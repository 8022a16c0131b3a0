use crate::battle::engine::{resolve_turn, TurnResolution};
use crate::battle::state::{BattleCategory, BattleEvent, BattleSession, EventBus, Side, TurnRng};
use crate::combatant::Combatant;
use crate::config::BattleConfig;
use crate::game_data::{parse_boss_table, GameData};
use crate::items::ItemCatalog;
use crate::player::{BattlePlayerRoster, PlayerAction};
use crate::skill_data::SkillCatalog;
use crate::species::SpeciesCatalog;

// Small catalogs with round numbers. At level 10:
//   Striker, Medic, Bruiser: 30 HP, 50 attack, 20 defense
//   Dummy: 30 HP, 9 attack, 20 defense
// so Strike deals 50 - 20/2 = 40 and Jab deals 15 - 10 = 5 to any of them.
// None of the skills carry attribute tags or crit chances, which keeps the
// scripted rng free for the draws a test actually cares about.
const TEST_SKILLS: &str = r#"
#![enable(implicit_some)]
[
    (
        name: "Strike",
        category: DirectDamage,
        power: 100,
        effect: DirectDamage((base_damage_percentage: 1.0)),
    ),
    (
        name: "Jab",
        category: DirectDamage,
        power: 30,
        effect: DirectDamage((base_damage_percentage: 0.3)),
    ),
    (
        name: "Poison Memo",
        category: ContinuousDamage,
        effect: DamageOverTime((dot_damage: 6, turns: 3)),
    ),
    (
        name: "Cheer",
        category: DirectHeal,
        effect: DirectHeal((heal_percentage: 0.5)),
    ),
    (
        name: "Shrug",
        category: SelfBuff,
        effect: SelfBuff((attack_multiplier: 1.0, defense_multiplier: 1.0, turns: 1)),
    ),
    (
        name: "Slam",
        category: DirectDamage,
        effect: DirectDamage((flat_damage: 999)),
    ),
    (
        name: "Second Wind",
        category: Revive,
        sp_cost: 20,
        effect: Revive((revive_hp_percentage: 0.5)),
    ),
    (
        name: "Last Stand",
        category: SelfBuff,
        sp_cost: 50,
        effect: TeamSacrificeRevival((delayed_heal_turns: 2)),
        battle_unique: true,
    ),
    (
        name: "Long Game",
        category: Special,
        sp_cost: 60,
        effect: DelayedUltimate((
            attack_multiplier: 1.5,
            defense_multiplier: 1.0,
            turns: 3,
            delayed_damage_percentage: 1.0,
            delayed_turns: 2,
        )),
    ),
    (
        name: "Big Finish",
        category: SpecialAttack,
        sp_cost: 50,
        effect: SpecialAttack((base_damage: 25)),
    ),
]
"#;

const TEST_SPECIES: &str = r#"
#![enable(implicit_some)]
[
    (
        name: "Striker",
        growth_curve: MediumFast,
        base_stats: (hp: 50, attack: 225, defense: 75),
        skills: ["Strike", "Jab", "Poison Memo", "Cheer"],
        wild: false,
    ),
    (
        name: "Medic",
        growth_curve: MediumFast,
        base_stats: (hp: 50, attack: 225, defense: 75),
        skills: ["Second Wind", "Last Stand", "Long Game", "Big Finish"],
        wild: false,
    ),
    (
        name: "Dummy",
        growth_curve: MediumFast,
        base_stats: (hp: 50, attack: 20, defense: 75),
        skills: ["Shrug"],
    ),
    (
        name: "Bruiser",
        growth_curve: MediumFast,
        base_stats: (hp: 50, attack: 225, defense: 75),
        skills: ["Slam"],
        wild: false,
    ),
    (
        name: "Rookie",
        growth_curve: MediumFast,
        base_stats: (hp: 40, attack: 40, defense: 40),
        skills: ["Jab"],
        evolution: (evolves_into: "Veteran", method: Level(5)),
        wild: false,
    ),
    (
        name: "Veteran",
        growth_curve: MediumFast,
        base_stats: (hp: 60, attack: 240, defense: 80),
        skills: ["Strike", "Jab"],
        wild: false,
    ),
]
"#;

const TEST_ITEMS: &str = r#"
[
    (
        name: "Potion",
        effect: HealHp(amount: 30),
        price: 50,
        rarity: Common,
        droppable: true,
    ),
    (
        name: "Revive",
        effect: Revive(hp_percentage: 0.5),
        price: 300,
        rarity: Rare,
        droppable: true,
    ),
    (
        name: "Capture Ball Pack",
        effect: CaptureBalls(count: 3),
        price: 100,
        rarity: Common,
    ),
]
"#;

const TEST_BOSSES: &str = r#"
#![enable(implicit_some)]
(
    bosses: [
        (
            species: "Dummy",
            level: 10,
            tier: MiniBoss,
            reward: (companion: "Rookie", items: ["Potion"], currency: 100),
        ),
        (
            species: "Bruiser",
            level: 12,
            tier: StageBoss,
            stage: 0,
            reward: (items: ["Revive"], currency: 500),
        ),
    ],
)
"#;

/// The inline test catalogs, cross-checked the same way the shipped data is.
pub fn test_catalogs() -> GameData {
    let build = || -> crate::errors::CatalogResult<GameData> {
        GameData::new(
            SkillCatalog::from_ron_str(TEST_SKILLS)?,
            SpeciesCatalog::from_ron_str(TEST_SPECIES)?,
            ItemCatalog::from_ron_str(TEST_ITEMS)?,
            parse_boss_table(TEST_BOSSES)?,
        )
    };
    match build() {
        Ok(data) => data,
        Err(err) => panic!("Failed to load test catalogs: {}", err),
    }
}

/// A rng that hands out exactly `outcomes`, then neutral 0.5 draws.
pub fn scripted_rng(outcomes: &[f64]) -> TurnRng {
    TurnRng::new_for_test(outcomes.to_vec())
}

/// A builder for test combatants with common defaults.
///
/// # Example
/// ```ignore
/// let striker = TestCombatantBuilder::new("Striker", 10)
///     .with_hp(12)
///     .with_sp(40)
///     .build(&data);
/// ```
pub struct TestCombatantBuilder {
    species: String,
    level: u32,
    hp: Option<u32>,
    sp: Option<u32>,
    moves: Option<Vec<String>>,
}

impl TestCombatantBuilder {
    pub fn new(species: &str, level: u32) -> Self {
        Self {
            species: species.to_string(),
            level,
            hp: None,
            sp: None,
            moves: None,
        }
    }

    /// Current HP; 0 builds a fainted combatant. Defaults to max.
    pub fn with_hp(mut self, hp: u32) -> Self {
        self.hp = Some(hp);
        self
    }

    pub fn with_sp(mut self, sp: u32) -> Self {
        self.sp = Some(sp);
        self
    }

    pub fn with_moves(mut self, moves: &[&str]) -> Self {
        self.moves = Some(moves.iter().map(|m| m.to_string()).collect());
        self
    }

    pub fn build(self, data: &GameData) -> Combatant {
        let mut combatant = match data.species.create_combatant(&self.species, self.level) {
            Ok(combatant) => combatant,
            Err(err) => panic!("Failed to create {} for a test: {}", self.species, err),
        };
        if let Some(hp) = self.hp {
            combatant.set_hp(hp);
        }
        if let Some(sp) = self.sp {
            combatant.set_sp(sp);
        }
        if let Some(moves) = self.moves {
            combatant.set_moves(&moves);
        }
        combatant
    }
}

pub fn test_roster(team: Vec<Combatant>) -> BattlePlayerRoster {
    BattlePlayerRoster::new("Tester", team)
}

pub fn wild_session(enemy: Combatant) -> BattleSession {
    BattleSession::new(BattleCategory::Wild, enemy, None)
}

/// Runs one turn with the default config and hands back the resolution and
/// the events it produced.
pub fn run_turn(
    session: &mut BattleSession,
    roster: &mut BattlePlayerRoster,
    action: PlayerAction,
    data: &GameData,
    rng: &mut TurnRng,
) -> (TurnResolution, Vec<BattleEvent>) {
    let mut bus = EventBus::new();
    let config = BattleConfig::default();
    match resolve_turn(session, roster, action, data, &config, rng, &mut bus) {
        Ok(resolution) => (resolution, bus.into_events()),
        Err(err) => panic!("turn failed: {}", err),
    }
}

pub fn enemy_acted(events: &[BattleEvent]) -> bool {
    events
        .iter()
        .any(|e| matches!(e, BattleEvent::SkillUsed { side: Side::Enemy, .. }))
}
use crate::battle::state::{BattleCategory, BattleEvent, EventBus, TurnRng};
use crate::config::BattleConfig;
use crate::errors::ProgressionResult;
use crate::game_data::GameData;
use crate::player::BattlePlayerRoster;
use schema::{BossEntry, BossTier};

/// Shown when a wild battle drops nothing.
const CONSOLATION_MESSAGES: [&str; 3] = [
    "The enemy left nothing behind. Better luck next time!",
    "You searched the area but found nothing useful.",
    "No loot this time, but the experience was worth it.",
];

/// Everything a victory handed out, for the battle outcome summary.
#[derive(Debug, Clone, Default, PartialEq)]
pub struct VictoryRewards {
    /// Experience granted to each living member.
    pub exp_gained: u64,
    pub leveled_up: Vec<String>,
    pub evolution_messages: Vec<String>,
    pub loot_items: Vec<String>,
    pub currency_gained: u32,
    pub companion: Option<String>,
    pub stage_advanced: bool,
    pub stage_boss_unlocked: bool,
}

/// Calculator for experience, loot and boss bundles.
pub struct RewardCalculator<'a> {
    config: &'a BattleConfig,
}

impl<'a> RewardCalculator<'a> {
    pub fn new(config: &'a BattleConfig) -> Self {
        Self { config }
    }

    /// Scales experience by the level gap between the defeated enemy and
    /// the victor. Higher enemies pay up to +50%, lower ones down to 30%.
    pub fn experience_multiplier(&self, defeated_level: u32, victor_level: u32) -> f64 {
        let diff = defeated_level as f64 - victor_level as f64;
        if diff > 0.0 {
            1.0 + (self.config.exp_bonus_per_level * diff).min(self.config.exp_bonus_cap)
        } else {
            (1.0 + self.config.exp_penalty_per_level * diff).max(self.config.exp_multiplier_floor)
        }
    }

    /// Formula: floor(defeatedLevel * 7 * multiplier), times 2.5 for bosses.
    pub fn experience_for_victory(
        &self,
        defeated_level: u32,
        victor_level: u32,
        category: BattleCategory,
    ) -> u64 {
        let multiplier = self.experience_multiplier(defeated_level, victor_level);
        let base =
            (defeated_level as f64 * self.config.exp_per_defeated_level * multiplier).floor();
        if category.is_boss() {
            (base * self.config.boss_exp_multiplier).floor() as u64
        } else {
            base as u64
        }
    }

    /// Applies every reward for beating `defeated_level` in `category`.
    /// `victor_level` is the level of whoever was active at the end.
    #[allow(clippy::too_many_arguments)]
    pub fn resolve_victory(
        &self,
        category: BattleCategory,
        defeated_level: u32,
        victor_level: u32,
        boss: Option<&BossEntry>,
        roster: &mut BattlePlayerRoster,
        data: &GameData,
        rng: &mut TurnRng,
        bus: &mut EventBus,
    ) -> ProgressionResult<VictoryRewards> {
        let mut rewards = VictoryRewards {
            exp_gained: self.experience_for_victory(defeated_level, victor_level, category),
            ..Default::default()
        };
        self.distribute_experience(rewards.exp_gained, roster, &mut rewards, bus);

        if category.is_boss() {
            self.grant_boss_bundle(category, boss, roster, data, &mut rewards, bus)?;
        } else {
            self.roll_wild_loot(roster, data, rng, &mut rewards, bus);
        }

        tracing::info!(
            exp = rewards.exp_gained,
            loot = rewards.loot_items.len(),
            currency = rewards.currency_gained,
            "victory rewards applied"
        );
        Ok(rewards)
    }

    fn distribute_experience(
        &self,
        amount: u64,
        roster: &mut BattlePlayerRoster,
        rewards: &mut VictoryRewards,
        bus: &mut EventBus,
    ) {
        for member in roster.team_mut().iter_mut().filter(|m| !m.is_fainted()) {
            bus.push(BattleEvent::ExperienceGained {
                target: member.species_name.clone(),
                amount,
            });
            let gain = member.gain_experience(amount);
            if gain.leveled_up {
                bus.push(BattleEvent::LevelUp {
                    target: member.species_name.clone(),
                    new_level: member.level,
                });
                rewards.leveled_up.push(member.species_name.clone());
            }
            if !gain.evolution_messages.is_empty() {
                if let Some(evolution) = &member.evolution {
                    bus.push(BattleEvent::EvolutionReady {
                        target: member.species_name.clone(),
                        into: evolution.evolves_into.clone(),
                    });
                }
                rewards.evolution_messages.extend(gain.evolution_messages);
            }
        }
    }

    fn roll_wild_loot(
        &self,
        roster: &mut BattlePlayerRoster,
        data: &GameData,
        rng: &mut TurnRng,
        rewards: &mut VictoryRewards,
        bus: &mut EventBus,
    ) {
        let dropped = if rng.roll(self.config.wild_drop_chance, "wild loot drop") {
            data.items.roll_drop(rng)
        } else {
            None
        };
        match dropped {
            Some(item) => {
                bus.push(BattleEvent::LootDropped {
                    item: item.name.clone(),
                });
                rewards.loot_items.push(item.name.clone());
                roster.inventory.add(item);
            }
            None => {
                let index = rng.choose_index(CONSOLATION_MESSAGES.len(), "consolation message");
                bus.push(BattleEvent::NoLoot {
                    message: CONSOLATION_MESSAGES[index].to_string(),
                });
            }
        }
    }

    fn grant_boss_bundle(
        &self,
        category: BattleCategory,
        boss: Option<&BossEntry>,
        roster: &mut BattlePlayerRoster,
        data: &GameData,
        rewards: &mut VictoryRewards,
        bus: &mut EventBus,
    ) -> ProgressionResult<()> {
        if let Some(boss) = boss {
            if let Some(companion) = &boss.reward.companion {
                let recruit = data
                    .species
                    .create_combatant(companion, self.config.boss_companion_level)?;
                match roster.add_member(recruit) {
                    Ok(_) => {
                        bus.push(BattleEvent::CompanionJoined {
                            species: companion.clone(),
                            level: self.config.boss_companion_level,
                        });
                        rewards.companion = Some(companion.clone());
                    }
                    Err(_) => bus.push(BattleEvent::CompanionTurnedAway {
                        species: companion.clone(),
                    }),
                }
            }

            for name in &boss.reward.items {
                let item = data.items.get(name)?.clone();
                bus.push(BattleEvent::ItemReceived {
                    item: item.name.clone(),
                });
                rewards.loot_items.push(item.name.clone());
                roster.inventory.add(item);
            }

            if boss.reward.currency > 0 {
                roster.currency = roster.currency.saturating_add(boss.reward.currency);
                rewards.currency_gained = boss.reward.currency;
                bus.push(BattleEvent::CurrencyGained {
                    amount: boss.reward.currency,
                    total: roster.currency,
                });
            }
        }

        let tier = boss.map(|b| b.tier).unwrap_or(match category {
            BattleCategory::StageBoss => BossTier::StageBoss,
            _ => BossTier::MiniBoss,
        });
        match tier {
            BossTier::StageBoss => {
                roster.stage += 1;
                rewards.stage_advanced = true;
                bus.push(BattleEvent::StageAdvanced {
                    new_stage: roster.stage,
                });
            }
            BossTier::MiniBoss => {
                roster.mini_bosses_defeated += 1;
                let unlocked =
                    roster.mini_bosses_defeated % self.config.mini_bosses_per_stage_unlock == 0;
                rewards.stage_boss_unlocked = unlocked;
                bus.push(BattleEvent::MiniBossDefeated {
                    total: roster.mini_bosses_defeated,
                    stage_boss_unlocked: unlocked,
                });
            }
        }
        Ok(())
    }
}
########
*WHAT IS NEEDED*. What lines in the data hold the word "total"? Return them.

*EXERCISE OUTPUT*.
                    total: roster.currency,
                    total: roster.mini_bosses_defeated,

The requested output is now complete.